In all class societies, one section of the population controls the use of the means of production. Another way of putting this is that the members of this section or class own the means of production, since to be in a position to control the use of something is to own it, whether or not this is accompanied by some legal title deed.
It follows that a class-free society is one in which the use of the means of production is controlled by all members of society on an equal basis, and not just by a section of them to the exclusion of the rest. For a society to be ‘class-free’ would mean that within society there would be no group with the exception, perhaps, of temporary delegate bodies, freely elected by the community and subject always to recall which would exercise, as a group, any special control over access to the instruments of production; and no group receiving, as a group, preferential treatment in distribution. In a class-free society, every member is in a position to take part, on equal terms with every other member, in deciding how the means of production should be used. Every member of society is socially equal, standing in exactly the same relationship to the means of production as every other member. Similarly, every member of society has access to the fruits of production on an equal basis.
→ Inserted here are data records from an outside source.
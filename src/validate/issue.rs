//! Issue model and the consolidated validation report.

use std::fmt;

use serde::{Deserialize, Serialize};

#[derive(Debug, Clone, Copy, PartialEq, Eq, Hash, PartialOrd, Ord, Serialize, Deserialize)]
#[serde(rename_all = "lowercase")]
pub enum Severity {
    Error,
    Warning,
    Info,
}

impl fmt::Display for Severity {
    fn fmt(&self, f: &mut fmt::Formatter<'_>) -> fmt::Result {
        match self {
            Severity::Error => write!(f, "error"),
            Severity::Warning => write!(f, "warning"),
            Severity::Info => write!(f, "info"),
        }
    }
}

/// Stable machine code for each kind of finding.
#[derive(Debug, Clone, Copy, PartialEq, Eq, Hash, PartialOrd, Ord, Serialize, Deserialize)]
#[serde(rename_all = "SCREAMING_SNAKE_CASE")]
pub enum IssueCode {
    // Structure
    EmptyWorkflow,
    MissingTrigger,
    MultipleTriggers,
    DuplicateNodeId,
    // Nodes
    MissingLabel,
    RequiredField,
    TypeMismatch,
    PatternMismatch,
    InvalidSchemaPattern,
    OutOfRange,
    InvalidLength,
    InvalidOption,
    InvalidJson,
    // Edges
    DanglingEdge,
    SelfLoop,
    DuplicateEdge,
    // Connectivity
    TriggerHasIncoming,
    TriggerNotConnected,
    OrphanedNode,
    UnreachableNode,
    // DAG
    Cycle,
    // Expressions
    UnresolvedReference,
}

impl IssueCode {
    pub fn as_str(&self) -> &'static str {
        match self {
            IssueCode::EmptyWorkflow => "EMPTY_WORKFLOW",
            IssueCode::MissingTrigger => "MISSING_TRIGGER",
            IssueCode::MultipleTriggers => "MULTIPLE_TRIGGERS",
            IssueCode::DuplicateNodeId => "DUPLICATE_NODE_ID",
            IssueCode::MissingLabel => "MISSING_LABEL",
            IssueCode::RequiredField => "REQUIRED_FIELD",
            IssueCode::TypeMismatch => "TYPE_MISMATCH",
            IssueCode::PatternMismatch => "PATTERN_MISMATCH",
            IssueCode::InvalidSchemaPattern => "INVALID_SCHEMA_PATTERN",
            IssueCode::OutOfRange => "OUT_OF_RANGE",
            IssueCode::InvalidLength => "INVALID_LENGTH",
            IssueCode::InvalidOption => "INVALID_OPTION",
            IssueCode::InvalidJson => "INVALID_JSON",
            IssueCode::DanglingEdge => "DANGLING_EDGE",
            IssueCode::SelfLoop => "SELF_LOOP",
            IssueCode::DuplicateEdge => "DUPLICATE_EDGE",
            IssueCode::TriggerHasIncoming => "TRIGGER_HAS_INCOMING",
            IssueCode::TriggerNotConnected => "TRIGGER_NOT_CONNECTED",
            IssueCode::OrphanedNode => "ORPHANED_NODE",
            IssueCode::UnreachableNode => "UNREACHABLE_NODE",
            IssueCode::Cycle => "CYCLE",
            IssueCode::UnresolvedReference => "UNRESOLVED_REFERENCE",
        }
    }
}

impl fmt::Display for IssueCode {
    fn fmt(&self, f: &mut fmt::Formatter<'_>) -> fmt::Result {
        f.write_str(self.as_str())
    }
}

/// One validation finding.
#[derive(Debug, Clone, PartialEq, Serialize, Deserialize)]
#[serde(rename_all = "camelCase")]
pub struct Issue {
    /// Unique within one [`ValidationResult`].
    pub id: String,
    pub severity: Severity,
    pub code: IssueCode,
    #[serde(default, skip_serializing_if = "Option::is_none")]
    pub node_id: Option<String>,
    #[serde(default, skip_serializing_if = "Option::is_none")]
    pub edge_id: Option<String>,
    #[serde(default, skip_serializing_if = "Option::is_none")]
    pub field: Option<String>,
    pub message: String,
    #[serde(default, skip_serializing_if = "Option::is_none")]
    pub suggestion: Option<String>,
    #[serde(default)]
    pub auto_fixable: bool,
}

impl Issue {
    pub fn is_error(&self) -> bool {
        self.severity == Severity::Error
    }

    pub fn on_node(&mut self, node_id: impl Into<String>) -> &mut Self {
        self.node_id = Some(node_id.into());
        self
    }

    /// Edges saved without an id deserialize with `""`; that is not recorded.
    pub fn on_edge(&mut self, edge_id: impl Into<String>) -> &mut Self {
        let edge_id = edge_id.into();
        self.edge_id = (!edge_id.is_empty()).then_some(edge_id);
        self
    }

    pub fn on_field(&mut self, field: impl Into<String>) -> &mut Self {
        self.field = Some(field.into());
        self
    }

    pub fn suggest(&mut self, suggestion: impl Into<String>) -> &mut Self {
        self.suggestion = Some(suggestion.into());
        self
    }

    pub fn fixable(&mut self, auto_fixable: bool) -> &mut Self {
        self.auto_fixable = auto_fixable;
        self
    }
}

impl fmt::Display for Issue {
    fn fmt(&self, f: &mut fmt::Formatter<'_>) -> fmt::Result {
        write!(f, "[{}:{}] {}", self.severity, self.code, self.message)?;
        match (&self.node_id, &self.field) {
            (Some(node), Some(field)) => write!(f, " (node '{}', field '{}')", node, field),
            (Some(node), None) => write!(f, " (node '{}')", node),
            _ => Ok(()),
        }
    }
}

/// Collects issues for one validation pass and hands out their ids.
///
/// The counter lives in the collector, so ids restart at `issue-1` for every
/// pass and concurrent passes share nothing.
#[derive(Debug, Default)]
pub struct IssueCollector {
    issues: Vec<Issue>,
    next_id: usize,
}

impl IssueCollector {
    pub fn new() -> Self {
        Self::default()
    }

    pub fn push(
        &mut self,
        severity: Severity,
        code: IssueCode,
        message: impl Into<String>,
    ) -> &mut Issue {
        self.next_id += 1;
        self.issues.push(Issue {
            id: format!("issue-{}", self.next_id),
            severity,
            code,
            node_id: None,
            edge_id: None,
            field: None,
            message: message.into(),
            suggestion: None,
            auto_fixable: false,
        });
        let last = self.issues.len() - 1;
        &mut self.issues[last]
    }

    pub fn error(&mut self, code: IssueCode, message: impl Into<String>) -> &mut Issue {
        self.push(Severity::Error, code, message)
    }

    pub fn warning(&mut self, code: IssueCode, message: impl Into<String>) -> &mut Issue {
        self.push(Severity::Warning, code, message)
    }

    pub fn info(&mut self, code: IssueCode, message: impl Into<String>) -> &mut Issue {
        self.push(Severity::Info, code, message)
    }

    pub fn len(&self) -> usize {
        self.issues.len()
    }

    pub fn is_empty(&self) -> bool {
        self.issues.is_empty()
    }

    pub fn issues(&self) -> &[Issue] {
        &self.issues
    }

    pub fn into_issues(self) -> Vec<Issue> {
        self.issues
    }
}

/// The consolidated report of one validation pass.
#[derive(Debug, Clone, PartialEq, Serialize, Deserialize)]
#[serde(rename_all = "camelCase")]
pub struct ValidationResult {
    /// True iff no issue has error severity.
    pub valid: bool,
    pub issues: Vec<Issue>,
    /// Present iff the graph is acyclic.
    #[serde(default, skip_serializing_if = "Option::is_none")]
    pub execution_order: Option<Vec<String>>,
}

impl ValidationResult {
    pub fn new(issues: Vec<Issue>, execution_order: Option<Vec<String>>) -> Self {
        ValidationResult {
            valid: !issues.iter().any(Issue::is_error),
            issues,
            execution_order,
        }
    }

    pub fn has_errors(&self) -> bool {
        !self.valid
    }

    pub fn issues_with_severity(&self, severity: Severity) -> impl Iterator<Item = &Issue> {
        self.issues.iter().filter(move |i| i.severity == severity)
    }

    /// Issues scoped to one node, for per-node badges.
    pub fn issues_for_node<'a>(&'a self, node_id: &'a str) -> impl Iterator<Item = &'a Issue> {
        self.issues
            .iter()
            .filter(move |i| i.node_id.as_deref() == Some(node_id))
    }

    pub fn errors(&self) -> impl Iterator<Item = &Issue> {
        self.issues_with_severity(Severity::Error)
    }

    pub fn warnings(&self) -> impl Iterator<Item = &Issue> {
        self.issues_with_severity(Severity::Warning)
    }

    pub fn summary(&self) -> IssueSummary {
        IssueSummary::from_issues(&self.issues)
    }
}

/// Issue counts per severity; displays as e.g. `2 errors, 1 warning`.
#[derive(Debug, Clone, Copy, Default, PartialEq, Eq, Serialize, Deserialize)]
pub struct IssueSummary {
    pub errors: usize,
    pub warnings: usize,
    pub infos: usize,
}

impl IssueSummary {
    pub fn from_issues(issues: &[Issue]) -> Self {
        issues.iter().fold(Self::default(), |mut acc, issue| {
            match issue.severity {
                Severity::Error => acc.errors += 1,
                Severity::Warning => acc.warnings += 1,
                Severity::Info => acc.infos += 1,
            }
            acc
        })
    }

    pub fn total(&self) -> usize {
        self.errors + self.warnings + self.infos
    }
}

impl fmt::Display for IssueSummary {
    fn fmt(&self, f: &mut fmt::Formatter<'_>) -> fmt::Result {
        if self.total() == 0 {
            return write!(f, "No issues");
        }
        let parts: Vec<String> = [
            (self.errors, "error"),
            (self.warnings, "warning"),
            (self.infos, "info"),
        ]
        .into_iter()
        .filter(|(n, _)| *n > 0)
        .map(|(n, word)| {
            if n == 1 {
                format!("{} {}", n, word)
            } else {
                format!("{} {}s", n, word)
            }
        })
        .collect();
        write!(f, "{}", parts.join(", "))
    }
}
Once the use of the means of production is under the democratic control of all members of society, class ownership has been abolished. The means of production can still be said to belong to those who control and benefit from their use, in this case to the whole population organised on a democratic basis, and so to be commonly owned by them. Common ownership is when no person is excluded from the possibility of controlling, using and managing the means of production, distribution, and consumption. Each member of society can acquire the capacity, that is to say, has the opportunity to realise a variety of goals, for example, to consume what they want, to use means of production for the purposes of socially necessary or unnecessary work, to administer production and distribution, to plan to allocate resources, and to make decisions about short term and long term collective goals. Common ownership, then, refers to every individuals potential ability to benefit from the wealth of society and to participate in its running.
Even so, to use the word "ownership" can be misleading in that this does not fully bring out the fact that the transfer to all members of society of the power to control the production of wealth makes the very concept of property redundant. With common ownership no one is excluded from the possibility of controlling or benefiting from the use of the means of production, so that the concept of property in the sense of exclusive possession is meaningless: no one is excluded, there are no non-owners. We could invent some new term such as no-ownership and talk about the classless alternative society to capitalism being a no-ownership society, but the same idea can be expressed without neologism if common ownership is understood as being a social relationship and not a form of property ownership. This social relationship equality between human beings with regard to the control of the use of the means of production can equally accurately be described by the terms classless society and democratic control as by common ownership since these three terms are only different ways of describing it from different angles. The use of the term common ownership to refer to the basic social relationship of the alternative society to capitalism is not to be taken to imply therefore that common ownership of the means of production could exist without democratic control. Common ownership means democratic control means a class-free society. When we refer to the society based on common ownership, generally we shall use the term socialism, though we have no objection to others using the term communism since for us these terms mean exactly the same and are interchangeable.